BURLEY — Jay Fuhrer used to think cover crops were important for building soil health. Now he thinks they are critical.
Fuhrer is the soil health specialist for the USDA Natural Resources Conservation Service in North Dakota. He was in Burley as part of the fifth annual soil health sustainability workshop sponsored by the conservation districts in Cassia and Minidoka counties.
Keith Berns echoed Fuhrer’s assessment. Berns co-founded Green Cover Seed with his brother 10 years ago after they began to see the benefits of cover crops on their farm in south-central Nebraska. Their 2,500-acre farm has been in continuous no-till for 25 years.
He’s seen farmers who include cover crops in their rotations increase organic matter in their soil by 0.1 percent annually. Over 10 years, that adds up to 1 percent organic matter. Given that soils in southern Idaho are often around 2 percent, a 1 percent increase is significant.
On his own farm, Berns has seen that fields with higher organic matter are the last to show signs of drought or to suffer pest problems.
Cover crops also increase diversity both above and below ground. Many farmers include legumes in a crop rotation because legumes are nitrogen fixers. These plants are associated with rhizobium bacteria which can turn atmospheric nitrogen into plant available nitrogen.
Raising an 80 bushel-per-acre soybean crop in Nebraska requires 700 pounds of nitrogen per acre. Farmers can’t afford to put that much nitrogen on a crop, but the rhizobium can crank out 700 to 800 lbs. of nitrogen within the growing season.
Rhizobium are the rockstars of nitrogen fixers but other free-living organisms such as azotobacter and azosprillium can also “fix” nitrogen, just not as much. These organisms don’t live in large colonies like rhizobium and so they only contribute 20, 30, maybe 40 lbs. of nitrogen to the system.
While 30 lbs. of nitrogen may not do much for a soybean crop, it makes a huge difference for a cover crop or a grazing forage. But those organisms won’t go to work if there is excess nitrogen available in the soil.
“Plants aren’t stupid,” Berns said. “They will do whatever is cheapest and easiest.”
Cover crops provide food and habitat for mycorrhizal fungi that colonize plant roots. The plant feeds these fungi with a liquid carbon exudate formed through photosynthesis and in turn the fungi bring nutrients and water to the plant.

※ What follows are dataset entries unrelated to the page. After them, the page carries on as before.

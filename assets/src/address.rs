//! Asset addresses.
//!
//! An address names an asset and, optionally, a chain of nested assets
//! inside it: `atlas.json:/hero:/idle` is the `idle` asset nested in
//! `hero`, which is nested in `atlas.json`.

use std::fmt;
use std::hash::{Hash, Hasher};

use rustc_hash::FxHasher;

/// Separator between an address and the address nested inside it.
pub const NESTED_SEPARATOR: &str = ":/";

/// Deterministic 64-bit hash of an address string.
///
/// Caches and nested-content tables are keyed by this hash instead of the
/// string itself.
#[derive(Debug, Clone, Copy, PartialEq, Eq, PartialOrd, Ord, Hash)]
pub struct AddressHash(u64);

impl AddressHash {
    pub fn new(address: &str) -> Self {
        let mut hasher = FxHasher::default();
        address.hash(&mut hasher);
        Self(hasher.finish())
    }

    pub fn value(self) -> u64 {
        self.0
    }
}

impl From<&str> for AddressHash {
    fn from(address: &str) -> Self {
        Self::new(address)
    }
}

impl From<&String> for AddressHash {
    fn from(address: &String) -> Self {
        Self::new(address)
    }
}

impl fmt::Display for AddressHash {
    fn fmt(&self, f: &mut fmt::Formatter<'_>) -> fmt::Result {
        write!(f, "{:016x}", self.0)
    }
}

/// The outermost part of an address (`atlas.json` for `atlas.json:/hero`).
pub fn parent(address: &str) -> &str {
    address
        .split_once(NESTED_SEPARATOR)
        .map_or(address, |(parent, _)| parent)
}

/// Everything after the outermost part, or `""` if nothing is nested.
pub fn nested(address: &str) -> &str {
    address
        .split_once(NESTED_SEPARATOR)
        .map_or("", |(_, nested)| nested)
}

/// Build `parent:/nested`. An empty side yields the other side.
pub fn join(parent: &str, nested: &str) -> String {
    match (parent.is_empty(), nested.is_empty()) {
        (_, true) => parent.to_owned(),
        (true, false) => nested.to_owned(),
        (false, false) => format!("{parent}{NESTED_SEPARATOR}{nested}"),
    }
}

Berns calls mycorrhizae miners in the soil. Phosphorus, for example, is one of the hardest nutrients for a plant to get out of soil. But mycorrhizae can help break apart chemical bonds that make phosphorus unavailable to plants.
It’s these kinds of symbiotic bonds between plants and organisms that make soil biology work, but it all begins with diversity.
Rob Giesbrecht, who farms in eastern Idaho, has been including cover crops into his wheat and potato rotation for 20 years. He said cover crops make the principles of soil health work.
When farmers ask him about using cover crops, Giesbrecht encourages them to figure out what problem they are facing in a specific field and then attack that problem. A cover crop specie that works for him may not work for a neighbor because the problem is different.
“Take the time to figure out how to make it work. You’re a farmer, you deal with problems every day,” he said.
Failure is OK, he added. Sugar beet growers lose fields every year because of wind or frost. That doesn’t keep them from planting sugar beets.
Giesbrecht focuses on building soil health during the years when a field is not in potatoes by utilizing no-till and cover crops with his grain crops.
He agreed with Berns advice: more is better than less but something is better than nothing.
“Develop your own soil health toolbox,” Giesbrecht said. “Once you figure out yours, you will use it every day.”